Sancionada em 2020, a Lei Federal nº 14.026, chamada de novo Marco Legal do Saneamento, estabelece que, até o dia 31 de dezembro de 2033, 90% da população brasileira tenha acesso garantido à coleta e tratamento de esgoto. Para o cumprimento da meta, é necessário que os municípios e prefeituras se mobilizem. Em Ouro Preto, a Prefeitura e a Saneouro apostam no avanço no saneamento básico do município através da construção da Estação de Tratamento de Esgoto (ETE) Osso de Boi.
Segundo o secretário adjunto de Água e Esgoto, Narciso Gonçalves, durante a gestão municipal de 2009 a 2012, foram captados recursos financeiros para a construção da referida Estação, entretanto, o empreendimento foi posteriormente descontinuado pelas gestões que o sucederam. A chegada da Saneouro, concessionária que desde 2020 é responsável pelo serviço na cidade, veio com a obrigação da empresa implantar e operar o sistema de esgotamento sanitário, além da construção e conclusão da ETE Osso de Boi, que atenderá a sede do município. Assim, a obra foi retomada e está sendo desenvolvida neste momento em razão das obrigações contratuais vigentes, sem participação financeira direta da Prefeitura.

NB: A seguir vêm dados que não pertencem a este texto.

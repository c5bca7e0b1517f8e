// THEORY:
// Eyes are the two darkest blobs just ahead of the swim bladder. Their
// contrast varies with pigmentation and illumination, so no single threshold
// works for every animal. The tracker therefore searches:
//
// 1.  Resample a window aligned with the heading, `crop_offset_mm` ahead of
//     the swim bladder, so "forward" and "left" are the window axes.
// 2.  Sweep the threshold from `thresh_hi` down to `thresh_lo`. At each level
//     label the mask and keep components whose area lies in the eye window.
// 3.  Stop at the first level that yields exactly two such components. The
//     one further along the window's left axis is the left eye.
// 4.  Each eye's orientation is the principal axis of its own mask, measured
//     from the heading and folded into (-pi/2, pi/2].

use crate::core_modules::geometry::{Moments, fold_half_turn, sample_aligned, threshold};
use crate::core_modules::records::{EyePose, EyeState, Heading};
use image::{GrayImage, Luma};
use imageproc::region_labelling::{Connectivity, connected_components};
use nalgebra::Point2;
use serde::{Deserialize, Serialize};

/// `[tracker.eyes]` section of the run configuration.
#[derive(Debug, Clone, PartialEq, Serialize, Deserialize)]
#[serde(default)]
pub struct EyesConfig {
    pub enabled: bool,
    /// Threshold sweep bounds, as fractions of 255.
    pub thresh_lo: f32,
    pub thresh_hi: f32,
    pub thresh_step: f32,
    pub min_area_mm2: f32,
    pub max_area_mm2: f32,
    /// Window size, forward then lateral.
    pub crop_dimension_mm: [f32; 2],
    /// Window center ahead of the swim bladder.
    pub crop_offset_mm: f32,
}

impl Default for EyesConfig {
    fn default() -> Self {
        Self {
            enabled: true,
            thresh_lo: 0.2,
            thresh_hi: 0.95,
            thresh_step: 0.05,
            min_area_mm2: 0.01,
            max_area_mm2: 0.3,
            crop_dimension_mm: [1.2, 1.6],
            crop_offset_mm: 0.35,
        }
    }
}

impl EyesConfig {
    pub fn validate(&self, errors: &mut Vec<String>) {
        let p = "tracker.eyes";
        if !(0.0 < self.thresh_lo && self.thresh_lo <= self.thresh_hi && self.thresh_hi <= 1.0) {
            errors.push(format!("{p}: need 0 < thresh_lo <= thresh_hi <= 1"));
        }
        if !(self.thresh_step > 0.0) {
            errors.push(format!("{p}.thresh_step must be positive"));
        }
        if !(0.0 <= self.min_area_mm2 && self.min_area_mm2 <= self.max_area_mm2) {
            errors.push(format!("{p}: need 0 <= min_area_mm2 <= max_area_mm2"));
        }
        if self.crop_dimension_mm.iter().any(|d| !(*d > 0.0)) {
            errors.push(format!("{p}.crop_dimension_mm must be positive"));
        }
    }
}

struct Blob {
    moments: Moments,
}

pub struct EyesTracker {
    config: EyesConfig,
    pix_per_mm: f32,
}

impl EyesTracker {
    pub fn new(config: EyesConfig, pix_per_mm: f32) -> Self {
        Self { config, pix_per_mm }
    }

    /// Finds both eyes ahead of `swim_bladder_px` along `heading`.
    pub fn track(&self, foreground: &GrayImage, swim_bladder_px: (f32, f32), heading: &Heading) -> Option<EyePose> {
        let c = &self.config;
        let forward = heading.principal();
        let center = Point2::new(swim_bladder_px.0, swim_bladder_px.1) + forward * (c.crop_offset_mm * self.pix_per_mm);
        let width = (c.crop_dimension_mm[0] * self.pix_per_mm).round().max(3.0) as u32;
        let height = (c.crop_dimension_mm[1] * self.pix_per_mm).round().max(3.0) as u32;
        let window = sample_aligned(foreground, center, forward, width, height);

        let ppm2 = (self.pix_per_mm * self.pix_per_mm) as f64;
        let min_area = (c.min_area_mm2 as f64 * ppm2).floor() as u32;
        let max_area = (c.max_area_mm2 as f64 * ppm2).ceil() as u32;

        let mut level = c.thresh_hi;
        while level >= c.thresh_lo - f32::EPSILON {
            let blobs = eye_candidates(&window.image, (level * 255.0).round() as u8, min_area, max_area);
            if blobs.len() == 2 {
                let state = |b: &Blob| -> Option<(f64, EyeState)> {
                    let local = b.moments.centroid()?;
                    let angle = b.moments.principal_axes().map(|a| a.angle()).unwrap_or(0.0);
                    let cam = window.to_camera(local.x as f32, local.y as f32);
                    Some((
                        local.y,
                        EyeState {
                            centroid_px: (cam.x, cam.y),
                            angle_rad: fold_half_turn(angle) as f32,
                            area_px: b.moments.area,
                        },
                    ))
                };
                let (a, b) = (state(&blobs[0])?, state(&blobs[1])?);
                // Window rows grow along the left axis.
                let (left, right) = if a.0 >= b.0 { (a.1, b.1) } else { (b.1, a.1) };
                return Some(EyePose { left, right });
            }
            level -= c.thresh_step;
        }
        None
    }
}

fn eye_candidates(window: &GrayImage, level: u8, min_area: u32, max_area: u32) -> Vec<Blob> {
    let mask = threshold(window, level.max(1));
    let labels = connected_components(&mask, Connectivity::Eight, Luma([0u8]));
    let n = labels.pixels().map(|p| p[0]).max().unwrap_or(0) as usize;
    let mut moments = vec![Moments::default(); n + 1];
    for (x, y, p) in labels.enumerate_pixels() {
        if p[0] > 0 {
            moments[p[0] as usize].add(x as f64, y as f64);
        }
    }
    moments
        .into_iter()
        .skip(1)
        .filter(|m| (min_area..=max_area).contains(&m.area))
        .map(|moments| Blob { moments })
        .collect()
}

O secretário acrescenta que a Prefeitura possui competência para aplicar penalidades à concessionária em caso de descumprimento de prazos, cronogramas e obrigações de desempenho ou critérios técnicos exigidos.

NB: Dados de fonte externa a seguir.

// THEORY:
// The `tracker` module is the per-frame pipeline of the tracking layer. It
// takes one background-subtracted frame and produces one `TrackingRecord`,
// calling the specialised layers in order:
//
// 1.  **Localize**: full-frame segmentation into detections.
// 2.  **Select**: with distance matching, keep the `n_animals` largest
//     detections; the ROI grid does its own selection.
// 3.  **Assign**: give every kept detection its identity.
// 4.  **Pose**: per animal, body (heading and swim bladder), then eyes and
//     tail, which both start from the swim bladder along the heading.
// 5.  **Preview**: a downsampled image of the foreground for the overlay.
//
// A failing sub-tracker never fails the frame. Its substructure is left out
// of the record and a counter is bumped. If the body tracker fails the
// heading falls back to the localizer's axis, whose sign is arbitrary.
//
// The module also carries the heading unwrapper used by the recorder. Raw
// headings jump by 2*pi when an animal turns through the image's -x axis;
// the unwrapper removes those jumps per identity.

use crate::core_modules::assignment::{Assigner, AssignmentConfig, DetectionOrder};
use crate::core_modules::body::{BodyConfig, BodyTracker};
use crate::core_modules::eyes::{EyesConfig, EyesTracker};
use crate::core_modules::frame::SubtractedFrame;
use crate::core_modules::localizer::{Localizer, LocalizerConfig};
use crate::core_modules::records::{AnimalRecord, Heading, TrackingRecord};
use crate::core_modules::tail::{TailConfig, TailTracker};
use image::{GrayImage, imageops};
use serde::{Deserialize, Serialize};
use std::collections::HashMap;
use std::f32::consts::{PI, TAU};

/// What the heading unwrapper does across frames with no valid heading.
#[derive(Debug, Clone, Copy, PartialEq, Eq, Default, Serialize, Deserialize)]
#[serde(rename_all = "snake_case")]
pub enum HeadingNanPolicy {
    /// Keep the accumulated turns; the next valid heading is unwrapped
    /// against the last valid one.
    #[default]
    HoldLast,
    /// Forget the history; the next valid heading starts a new unwrap.
    Reset,
}

/// `[tracker]` section of the run configuration.
#[derive(Debug, Clone, PartialEq, Serialize, Deserialize)]
#[serde(default)]
pub struct TrackerConfig {
    /// Animals kept per frame with distance matching.
    pub n_animals: usize,
    pub heading_nan_policy: HeadingNanPolicy,
    /// Preview box; the preview keeps the frame's aspect ratio. Zero disables.
    pub preview_width: u32,
    pub preview_height: u32,
    pub animal: LocalizerConfig,
    pub body: BodyConfig,
    pub eyes: EyesConfig,
    pub tail: TailConfig,
}

impl Default for TrackerConfig {
    fn default() -> Self {
        Self {
            n_animals: 1,
            heading_nan_policy: HeadingNanPolicy::HoldLast,
            preview_width: 320,
            preview_height: 240,
            animal: LocalizerConfig::default(),
            body: BodyConfig::default(),
            eyes: EyesConfig::default(),
            tail: TailConfig::default(),
        }
    }
}

impl TrackerConfig {
    pub fn validate(&self, errors: &mut Vec<String>) {
        if self.n_animals == 0 {
            errors.push("tracker.n_animals must be at least 1".into());
        }
        if (self.eyes.enabled || self.tail.enabled) && !self.body.enabled {
            errors.push("tracker: eyes and tail tracking need tracker.body.enabled".into());
        }
        self.animal.validate(errors);
        self.body.validate(errors);
        self.eyes.validate(errors);
        self.tail.validate(errors);
    }

    /// Tail points per record, zero when tail tracking is off.
    pub fn tail_points(&self) -> usize {
        if self.tail.enabled { self.tail.n_pts_interp } else { 0 }
    }

    /// Preview dimensions for a `width` x `height` frame.
    pub fn preview_size(&self, width: u32, height: u32) -> Option<(u32, u32)> {
        if self.preview_width == 0 || self.preview_height == 0 || width == 0 || height == 0 {
            return None;
        }
        let scale = (self.preview_width as f32 / width as f32)
            .min(self.preview_height as f32 / height as f32)
            .min(1.0);
        Some((
            ((width as f32 * scale).floor() as u32).clamp(1, self.preview_width),
            ((height as f32 * scale).floor() as u32).clamp(1, self.preview_height),
        ))
    }
}

/// Per-frame failure counters.
#[derive(Debug, Clone, Copy, Default, PartialEq, Eq, Serialize)]
pub struct TrackerStats {
    pub frames: u64,
    pub animals: u64,
    /// Frames with fewer animals than expected.
    pub tracking_failures: u64,
    pub body_failures: u64,
    pub eyes_failures: u64,
    pub tail_failures: u64,
}

pub struct AnimalTracker {
    config: TrackerConfig,
    localizer: Localizer,
    body: Option<BodyTracker>,
    eyes: Option<EyesTracker>,
    tail: Option<TailTracker>,
    assigner: Box<dyn Assigner>,
    /// Detections kept before assignment; `None` when the assigner selects.
    keep: Option<usize>,
    expected: usize,
    stats: TrackerStats,
}

impl AnimalTracker {
    pub fn new(config: &TrackerConfig, assignment: &AssignmentConfig, pix_per_mm: f32, frame_size: (u32, u32)) -> Self {
        let capacity = assignment.capacity();
        Self {
            localizer: Localizer::new(config.animal.clone(), pix_per_mm),
            body: config.body.enabled.then(|| BodyTracker::new(config.body.clone(), pix_per_mm)),
            eyes: (config.body.enabled && config.eyes.enabled)
                .then(|| EyesTracker::new(config.eyes.clone(), pix_per_mm)),
            tail: (config.body.enabled && config.tail.enabled)
                .then(|| TailTracker::new(config.tail.clone(), pix_per_mm)),
            assigner: assignment.build(frame_size, pix_per_mm),
            keep: capacity.is_none().then_some(config.n_animals),
            expected: capacity.unwrap_or(config.n_animals).min(config.n_animals.max(1)),
            config: config.clone(),
            stats: TrackerStats::default(),
        }
    }

    /// Numbers detections in order and leaves identities to a later stage.
    pub fn deferring_identity(mut self) -> Self {
        self.assigner = Box::new(DetectionOrder);
        self
    }

    pub fn stats(&self) -> TrackerStats {
        self.stats
    }

    pub fn set_intensity(&mut self, intensity: f32) {
        self.localizer.set_intensity(intensity);
    }

    /// Forgets identities, e.g. after the background was reset.
    pub fn reset(&mut self) {
        self.assigner.reset();
    }

    pub fn track(&mut self, frame: &SubtractedFrame) -> TrackingRecord {
        self.stats.frames += 1;

        // --- 1. Localize and select ---
        let mut detections = self.localizer.locate(frame);
        if let Some(keep) = self.keep {
            detections.truncate(keep);
        }

        // --- 2. Assign ---
        let assignments = self.assigner.assign(&detections);

        // --- 3. Pose ---
        let needs_pose = self.body.is_some() && !assignments.is_empty();
        let foreground = needs_pose.then(|| frame.foreground());
        let mut animals = Vec::with_capacity(assignments.len());
        for assignment in assignments {
            let detection = &detections[assignment.detection];
            let mut record = AnimalRecord {
                identity: assignment.identity,
                bbox_px: detection.bbox_px,
                centroid_px: detection.centroid_px,
                heading: Heading::from_principal(detection.axis).unwrap_or_else(Heading::identity),
                body: None,
                eyes: None,
                tail: None,
            };
            if let (Some(body), Some(fg)) = (&self.body, &foreground) {
                let trackers = (body, self.eyes.as_ref(), self.tail.as_ref());
                estimate_pose(trackers, fg, &mut record, &mut self.stats);
            }
            animals.push(record);
        }

        if animals.len() < self.expected {
            self.stats.tracking_failures += 1;
            tracing::trace!(index = frame.index, found = animals.len(), expected = self.expected, "animals missing");
        }
        self.stats.animals += animals.len() as u64;

        // --- 4. Preview ---
        let image = self
            .config
            .preview_size(frame.width(), frame.height())
            .map(|(w, h)| preview(&foreground.unwrap_or_else(|| frame.foreground()), w, h));

        TrackingRecord {
            index: frame.index,
            timestamp_ns: frame.timestamp_ns,
            animals,
            image,
        }
    }
}

/// Body, then eyes and tail from the swim bladder.
fn estimate_pose(
    (body, eyes, tail): (&BodyTracker, Option<&EyesTracker>, Option<&TailTracker>),
    foreground: &GrayImage,
    record: &mut AnimalRecord,
    stats: &mut TrackerStats,
) {
    let Some(estimate) = body.track(foreground, record.centroid_px) else {
        stats.body_failures += 1;
        return;
    };
    record.heading = estimate.heading;
    let bladder = estimate.pose.swim_bladder_px;
    record.body = Some(estimate.pose);
    let Some(bladder) = bladder else {
        return;
    };

    if let Some(eyes) = eyes {
        record.eyes = eyes.track(foreground, bladder, &record.heading);
        if record.eyes.is_none() {
            stats.eyes_failures += 1;
        }
    }
    if let Some(tail) = tail {
        record.tail = tail.track(foreground, bladder, &record.heading);
        if record.tail.is_none() {
            stats.tail_failures += 1;
        }
    }
}

/// Foreground rendered dark-on-white at preview size.
fn preview(foreground: &GrayImage, width: u32, height: u32) -> GrayImage {
    let mut small = if foreground.dimensions() == (width, height) {
        foreground.clone()
    } else {
        imageops::resize(foreground, width, height, imageops::FilterType::Triangle)
    };
    imageops::invert(&mut small);
    small
}

/// Removes 2*pi jumps from each identity's heading angle.
#[derive(Debug, Clone, Default)]
pub struct HeadingUnwrapper {
    policy: HeadingNanPolicy,
    /// Last valid raw angle and accumulated turn offset, per identity.
    state: HashMap<u32, (f32, f32)>,
}

impl HeadingUnwrapper {
    pub fn new(policy: HeadingNanPolicy) -> Self {
        Self {
            policy,
            state: HashMap::new(),
        }
    }

    /// Unwrapped angle for `identity`; `None` when `angle` is missing or not
    /// finite.
    pub fn update(&mut self, identity: u32, angle: Option<f32>) -> Option<f32> {
        let Some(angle) = angle.filter(|a| a.is_finite()) else {
            if self.policy == HeadingNanPolicy::Reset {
                self.state.remove(&identity);
            }
            return None;
        };
        let (last, offset) = self.state.get(&identity).copied().unwrap_or((angle, 0.0));
        let mut delta = angle - last;
        let mut turns = offset;
        while delta > PI {
            delta -= TAU;
            turns -= TAU;
        }
        while delta < -PI {
            delta += TAU;
            turns += TAU;
        }
        self.state.insert(identity, (angle, turns));
        Some(angle + turns)
    }

    /// Marks every identity not seen in a record as missing.
    pub fn missing_except(&mut self, seen: &[u32]) {
        if self.policy == HeadingNanPolicy::Reset {
            self.state.retain(|id, _| seen.contains(id));
        }
    }
}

O Plano de Saneamento Básico Municipal, publicado em 2013, antes portanto do atual Marco Legal do Saneamento no país, já mencionava a ETE Osso de Boi. Até a promulgação do Plano, a obra, que teve início em 2010, encontrava-se paralisada, com apenas 35% do que estava previsto pelo projeto concluído. A situação permaneceu assim até outubro de 2024, quando a Saneouro anunciou o lançamento da pedra fundamental da Estação. O anúncio veio com a promessa de tratar 100% do esgoto coletado na sede do município de Ouro Preto ao final da segunda etapa de implantação.
A previsão é de que as obras durem, no total, 18 meses. Embora a pedra fundamental tenha sido inaugurada em outubro de 2024, a retomada da construção foi iniciada somente em março deste ano. No mês passado (novembro) a Saneouro anunciou que 40% das obras de sua responsabilidade haviam sido concluídas. Esse valor se refere ao novo projeto da Estação realizado pela empresa e não possui relação com os 35% relatados na obra de 2010.

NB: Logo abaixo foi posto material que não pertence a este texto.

use crate::core_modules::background::{BackgroundConfig, BackgroundModel};
use crate::core_modules::frame::{Frame, SubtractedFrame};
use crate::error::Result;
use crate::ipc::control::ControlMessage;
use crate::worker::Worker;
use serde_json::json;

/// One of N background workers. All of them learn from every frame; worker
/// `rank` forwards only the frames with `index % N == rank`.
pub struct BackgroundWorker {
    name: String,
    rank: u64,
    workers: u64,
    model: Box<dyn BackgroundModel>,
    seen: u64,
    forwarded: u64,
    degenerate: u64,
    resets: u64,
}

impl BackgroundWorker {
    pub fn new(rank: usize, workers: usize, config: &BackgroundConfig) -> Self {
        Self {
            name: format!("background_{rank}"),
            rank: rank as u64,
            workers: workers.max(1) as u64,
            model: config.build(),
            seen: 0,
            forwarded: 0,
            degenerate: 0,
            resets: 0,
        }
    }

    pub fn owns(&self, index: u64) -> bool {
        index % self.workers == self.rank
    }

    pub fn model(&self) -> &dyn BackgroundModel {
        self.model.as_ref()
    }
}

impl Worker for BackgroundWorker {
    type Input = Frame;
    type Output = SubtractedFrame;

    fn name(&self) -> &str {
        &self.name
    }

    fn on_control(&mut self, message: &ControlMessage) -> Result<()> {
        match message {
            ControlMessage::SetPolarity(polarity) => self.model.set_polarity(*polarity),
            ControlMessage::ResetBackground => {
                self.model.reset();
                self.resets += 1;
                tracing::info!(worker = %self.name, "background reset");
            }
            _ => {}
        }
        Ok(())
    }

    fn work(&mut self, frame: Option<Frame>) -> Result<Option<SubtractedFrame>> {
        let Some(frame) = frame else {
            return Ok(None);
        };
        self.seen += 1;
        self.model.add_image(&frame);
        if !self.owns(frame.index) {
            return Ok(None);
        }
        if !self.model.is_ready() {
            self.degenerate += 1;
        }
        self.forwarded += 1;
        Ok(Some(self.model.subtract(&frame)))
    }

    fn summary(&self) -> Option<serde_json::Value> {
        Some(json!({
            "frames_seen": self.seen,
            "frames_forwarded": self.forwarded,
            "degenerate_frames": self.degenerate,
            "resets": self.resets,
        }))
    }
}

#[cfg(test)]
mod tests {
    use super::*;
    use crate::core_modules::frame::Polarity;
    use image::{GrayImage, Luma};

    fn frame(index: u64, level: u8) -> Frame {
        Frame::gray(index, index as i64 * 10_000_000, GrayImage::from_pixel(8, 8, Luma([level])))
    }

    fn config() -> BackgroundConfig {
        BackgroundConfig {
            num_samples: 2,
            sample_interval_sec: 0.0,
            ..Default::default()
        }
    }

    #[test]
    fn ranks_partition_the_frames() {
        let mut workers: Vec<BackgroundWorker> = (0..3).map(|r| BackgroundWorker::new(r, 3, &config())).collect();
        for i in 0..9 {
            let out: Vec<u64> = workers
                .iter_mut()
                .filter_map(|w| w.work(Some(frame(i, 200))).unwrap())
                .map(|s| s.index)
                .collect();
            assert_eq!(out, vec![i]);
        }
        for w in &workers {
            assert_eq!(w.summary().unwrap()["frames_seen"], 9);
            assert_eq!(w.summary().unwrap()["frames_forwarded"], 3);
        }
    }

    #[test]
    fn reset_and_polarity_messages_reach_the_model() {
        let mut worker = BackgroundWorker::new(0, 1, &config());
        worker.work(Some(frame(0, 200))).unwrap();
        worker.work(Some(frame(1, 200))).unwrap();
        assert!(worker.model().is_ready());

        worker.on_control(&ControlMessage::ResetBackground).unwrap();
        assert!(!worker.model().is_ready());

        worker
            .on_control(&ControlMessage::SetPolarity(Polarity::BrightOnDark))
            .unwrap();
        assert_eq!(worker.model().polarity(), Polarity::BrightOnDark);
        worker.on_control(&ControlMessage::SoftwareTrigger).unwrap();
    }
}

O investimento total previsto na estação é de R$36,5 milhões, fora a estrutura de implantação de redes, estações elevatórias e interceptores, e com todos os recursos financiados pela concessionária. A previsão é que a unidade terá capacidade média de tratar 125 litros de esgoto por segundo, e a expectativa é de que a primeira etapa, das obras, referente a construção da ETE, seja entregue até julho de 2026. A estação também funcionará como Epar (Estação de Água de Reúso), o que permite purificar efluentes para uso em atividades como limpeza de solos e estradas, apagamento de incêndios e outros processos. Segundo a secretaria, os próximos passos serão a construção dos interceptores (canos que captam o esgoto que cai no rio), no entanto, a empresa ainda não obteve a liberação da licença ambiental pelos órgãos estaduais, não podendo ser efetivada. O site da concessionária também não explica quanto tempo será necessário para a conclusão total do empreendimento.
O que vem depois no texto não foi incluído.